Pour ne pas être dupes, allons voir comment la Migros elle-même explique sa formule « La nature sait ce qui est bon ». Sur son site internet, sous la rubrique « Tout ce que vous avez toujours voulu savoir sur Migros Bio », la Migros écrit ceci au sujet dudit slogan :
« Bio signifie que les produits ont été élaborés de façon aussi naturelle que possible. On ne recourt donc à aucun additif chimique ni processus industrialisé tel que l’élevage en masse pour leur élaboration. Les produits sont donc tels que la nature les a prévus. Le slogan « La nature sait ce qui est bon » exprime clairement ce principe. »
Voilà le texte explicatif – ou plutôt pseudo-explicatif – de la Migros qui, à bien y regarder, cache sous une apparence de clarté, et en l’occurrence même une prétention de clarté, de la confusion.

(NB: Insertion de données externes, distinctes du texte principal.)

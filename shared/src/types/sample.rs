//! Sample record definitions
//!
//! A [`Sample`] is one poll tick: a timestamp plus every tracked metric,
//! stored in the raw units the monitoring library reports.

use crate::types::schema::{COLUMN_COUNT, SEPARATOR};
use serde::{Deserialize, Serialize};

/// Timestamp in nanoseconds since UNIX epoch
pub type Timestamp = u64;

/// Milliwatts per exported watt
pub const MILLIWATTS_PER_WATT: u32 = 1_000;

/// Bytes per exported megabyte (decimal)
pub const BYTES_PER_MEGABYTE: u64 = 1_000_000;

/// Raw metric values read from one device in one tick
#[derive(Debug, Clone, Copy, Default, PartialEq, Eq, Serialize, Deserialize)]
pub struct DeviceMetrics {
    /// GPU die temperature in °C
    pub temperature_c: u32,

    /// Current power draw in milliwatts
    pub power_usage_mw: u32,

    /// Enforced power limit in milliwatts
    pub power_limit_mw: u32,

    /// GPU utilization percent (0-100)
    pub utilization_gpu: u32,

    /// Memory controller utilization percent (0-100)
    pub utilization_memory: u32,

    /// Device memory in use, bytes
    pub memory_used_bytes: u64,

    /// Device memory free, bytes
    pub memory_free_bytes: u64,

    /// Active clock throttle reasons bitmask, undecoded
    pub throttle_reasons: u64,

    /// Current SM clock, MHz
    pub clock_sm_mhz: u32,

    /// Graphics application clock target, MHz
    pub clock_graphics_app_mhz: u32,

    /// Current memory clock, MHz
    pub clock_memory_mhz: u32,

    /// Memory application clock target, MHz
    pub clock_memory_max_mhz: u32,

    /// Performance state ordinal (P0 = 0 ... P15 = 15, 32 = unknown)
    pub performance_state: u32,
}

/// One complete record of all tracked metrics at one timestamp
#[derive(Debug, Clone, Copy, PartialEq, Eq, Serialize, Deserialize)]
pub struct Sample {
    /// Captured at tick start
    pub timestamp: Timestamp,

    /// Metric values for this tick
    pub metrics: DeviceMetrics,
}

impl Sample {
    /// Create a new sample
    pub fn new(timestamp: Timestamp, metrics: DeviceMetrics) -> Self {
        Self { timestamp, metrics }
    }

    /// Exported values in column order, with unit conversions applied.
    ///
    /// Power is truncated to whole watts and memory to whole decimal megabytes.
    /// The throttle bitmask and performance state are passed through raw.
    pub fn fields(&self) -> [u64; COLUMN_COUNT] {
        let m = &self.metrics;
        [
            self.timestamp,
            u64::from(m.temperature_c),
            u64::from(m.power_usage_mw / MILLIWATTS_PER_WATT),
            u64::from(m.power_limit_mw / MILLIWATTS_PER_WATT),
            u64::from(m.utilization_gpu),
            u64::from(m.utilization_memory),
            m.memory_used_bytes / BYTES_PER_MEGABYTE,
            m.memory_free_bytes / BYTES_PER_MEGABYTE,
            m.throttle_reasons,
            u64::from(m.clock_sm_mhz),
            u64::from(m.clock_graphics_app_mhz),
            u64::from(m.clock_memory_mhz),
            u64::from(m.clock_memory_max_mhz),
            u64::from(m.performance_state),
        ]
    }

    /// Render this sample as one export row (no trailing separator, no newline)
    pub fn to_row(&self) -> String {
        self.fields()
            .iter()
            .map(|v| v.to_string())
            .collect::<Vec<_>>()
            .join(SEPARATOR)
    }
}

#[cfg(test)]
mod tests {
    use super::*;

    fn metrics() -> DeviceMetrics {
        DeviceMetrics {
            temperature_c: 61,
            power_usage_mw: 74_999,
            power_limit_mw: 250_000,
            utilization_gpu: 97,
            utilization_memory: 40,
            memory_used_bytes: 3_999_999,
            memory_free_bytes: 12_000_000_001,
            throttle_reasons: 0x4,
            clock_sm_mhz: 1_815,
            clock_graphics_app_mhz: 1_590,
            clock_memory_mhz: 6_800,
            clock_memory_max_mhz: 7_001,
            performance_state: 2,
        }
    }

    #[test]
    fn test_fields_apply_truncating_conversions() {
        let sample = Sample::new(42, metrics());
        let fields = sample.fields();

        assert_eq!(fields[0], 42);
        assert_eq!(fields[2], 74); // 74_999 mW
        assert_eq!(fields[3], 250);
        assert_eq!(fields[6], 3); // 3_999_999 B
        assert_eq!(fields[7], 12_000);
        assert_eq!(fields[8], 4);
        assert_eq!(fields[13], 2);
    }

    #[test]
    fn test_row_format() {
        let sample = Sample::new(1_700_000_000_000_000_000, metrics());
        let row = sample.to_row();

        assert_eq!(
            row,
            "1700000000000000000, 61, 74, 250, 97, 40, 3, 12000, 4, 1815, 1590, 6800, 7001, 2"
        );
        assert!(!row.ends_with(SEPARATOR));
        assert_eq!(row.split(SEPARATOR).count(), COLUMN_COUNT);
    }

    #[test]
    fn test_zero_metrics_row() {
        let row = Sample::new(0, DeviceMetrics::default()).to_row();
        assert_eq!(row, vec!["0"; COLUMN_COUNT].join(SEPARATOR));
    }
}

La Migros s’emmêle les pinceaux sur au moins trois points. Par deux fois dans son slogan lui-même, en disant que la nature « sait » quelque chose ; et en prétendant que la nature sait ce qui est « bon » ; ensuite dans son explication, en affirmant que la nature « prévoit » l’élaboration de ses produits.

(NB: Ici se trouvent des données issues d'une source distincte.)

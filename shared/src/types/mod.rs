//! Telemetry record and export schema definitions

pub mod sample;
pub mod schema;
//! Cross-thread stop signal for the polling loop

use std::sync::atomic::{AtomicBool, Ordering};
use std::sync::Arc;
use std::time::Duration;
use tracing::debug;

/// Controller-side handle to the polling loop's stop flag.
///
/// The flag is the only state shared between the polling thread and the
/// controller.
#[derive(Debug, Clone)]
pub struct StopHandle {
    flag: Arc<AtomicBool>,
    grace_period: Duration,
}

impl StopHandle {
    pub fn new(grace_period: Duration) -> Self {
        Self {
            flag: Arc::new(AtomicBool::new(false)),
            grace_period,
        }
    }

    /// Signal the loop to exit after its in-flight tick. Returns immediately.
    pub fn request_stop(&self) {
        self.flag.store(true, Ordering::Release);
    }

    /// Wait out the grace period, then signal the loop.
    ///
    /// Blocks the calling thread; guarantees at least `grace_period` of
    /// collection from the moment it is called.
    pub fn stop(&self) {
        debug!("Stopping after {:?} grace period", self.grace_period);
        std::thread::sleep(self.grace_period);
        self.request_stop();
    }

    pub fn is_stop_requested(&self) -> bool {
        self.flag.load(Ordering::Acquire)
    }

    pub fn grace_period(&self) -> Duration {
        self.grace_period
    }
}

#[cfg(test)]
mod tests {
    use super::*;
    use std::time::Instant;

    #[test]
    fn test_request_stop_is_shared() {
        let handle = StopHandle::new(Duration::ZERO);
        let other = handle.clone();
        assert!(!other.is_stop_requested());

        handle.request_stop();
        assert!(other.is_stop_requested());
    }

    #[test]
    fn test_stop_waits_grace_period() {
        let handle = StopHandle::new(Duration::from_millis(30));
        let start = Instant::now();
        handle.stop();
        assert!(start.elapsed() >= Duration::from_millis(30));
        assert!(handle.is_stop_requested());
    }

    #[test]
    fn test_visible_across_threads() {
        let handle = StopHandle::new(Duration::ZERO);
        let remote = handle.clone();
        std::thread::spawn(move || remote.request_stop())
            .join()
            .unwrap();
        assert!(handle.is_stop_requested());
    }
}
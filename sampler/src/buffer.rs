//! In-memory time-series buffer for polled samples

use smitrace_shared::Sample;

/// Expected sample count for a typical run; pre-sized to avoid reallocation
/// while the polling loop is in steady state.
pub const DEFAULT_CAPACITY: usize = 100_000;

/// Append-only, insertion-ordered sample buffer.
///
/// Only the polling thread writes to it. Once polling stops it is handed
/// back to the sampler and treated as read-only.
#[derive(Debug, Clone)]
pub struct SampleBuffer {
    samples: Vec<Sample>,
}

impl SampleBuffer {
    /// Create a buffer pre-sized for `capacity` samples. Grows past it if needed.
    pub fn with_capacity(capacity: usize) -> Self {
        Self {
            samples: Vec::with_capacity(capacity),
        }
    }

    /// Append a sample
    pub fn push(&mut self, sample: Sample) {
        self.samples.push(sample);
    }

    pub fn len(&self) -> usize {
        self.samples.len()
    }

    pub fn is_empty(&self) -> bool {
        self.samples.is_empty()
    }

    pub fn capacity(&self) -> usize {
        self.samples.capacity()
    }

    /// Samples in insertion order
    pub fn iter(&self) -> std::slice::Iter<'_, Sample> {
        self.samples.iter()
    }

    pub fn as_slice(&self) -> &[Sample] {
        &self.samples
    }

    /// Whether timestamps are non-decreasing in insertion order
    pub fn is_time_ordered(&self) -> bool {
        self.samples
            .windows(2)
            .all(|w| w[0].timestamp <= w[1].timestamp)
    }
}

impl Default for SampleBuffer {
    fn default() -> Self {
        Self::with_capacity(DEFAULT_CAPACITY)
    }
}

Si la Migros se fourvoie – et nous fourvoie, au passage –, c’est qu’elle considère, à tort, la nature dans une perspective strictement humaine. Comme on a tous automatiquement tendance à le faire, si on n’y prend pas garde, elle confond notre perception humaine, logico-rationnelle, de la nature avec l’évolution, le développement propre de celle-ci. Elle plaque autrement dit nos vues, notre vision – scientifique, techniciste, idéaliste, moraliste – du monde sur la nature.
Alors que, somme toute, le développement de la nature n’est lié à nul savoir, nulle idée de bonté (et d’ailleurs nulle idée tout court) et à nulle prévoyance de quoi que ce soit.
Reprenons. Non, la nature ne « sait » à proprement parler rien : elle n’a rien à l’esprit, n’a conscience de rien, ne connaît rien. Le savoir, la connaissance, la conscience, l’esprit – autrement dit la raison abstraite – est en effet l’apanage exclusif de l’homme ; apanage par lequel, justement, ce dernier se distingue, ou plutôt est en mesure de se distinguer, des autres phénomènes vivants.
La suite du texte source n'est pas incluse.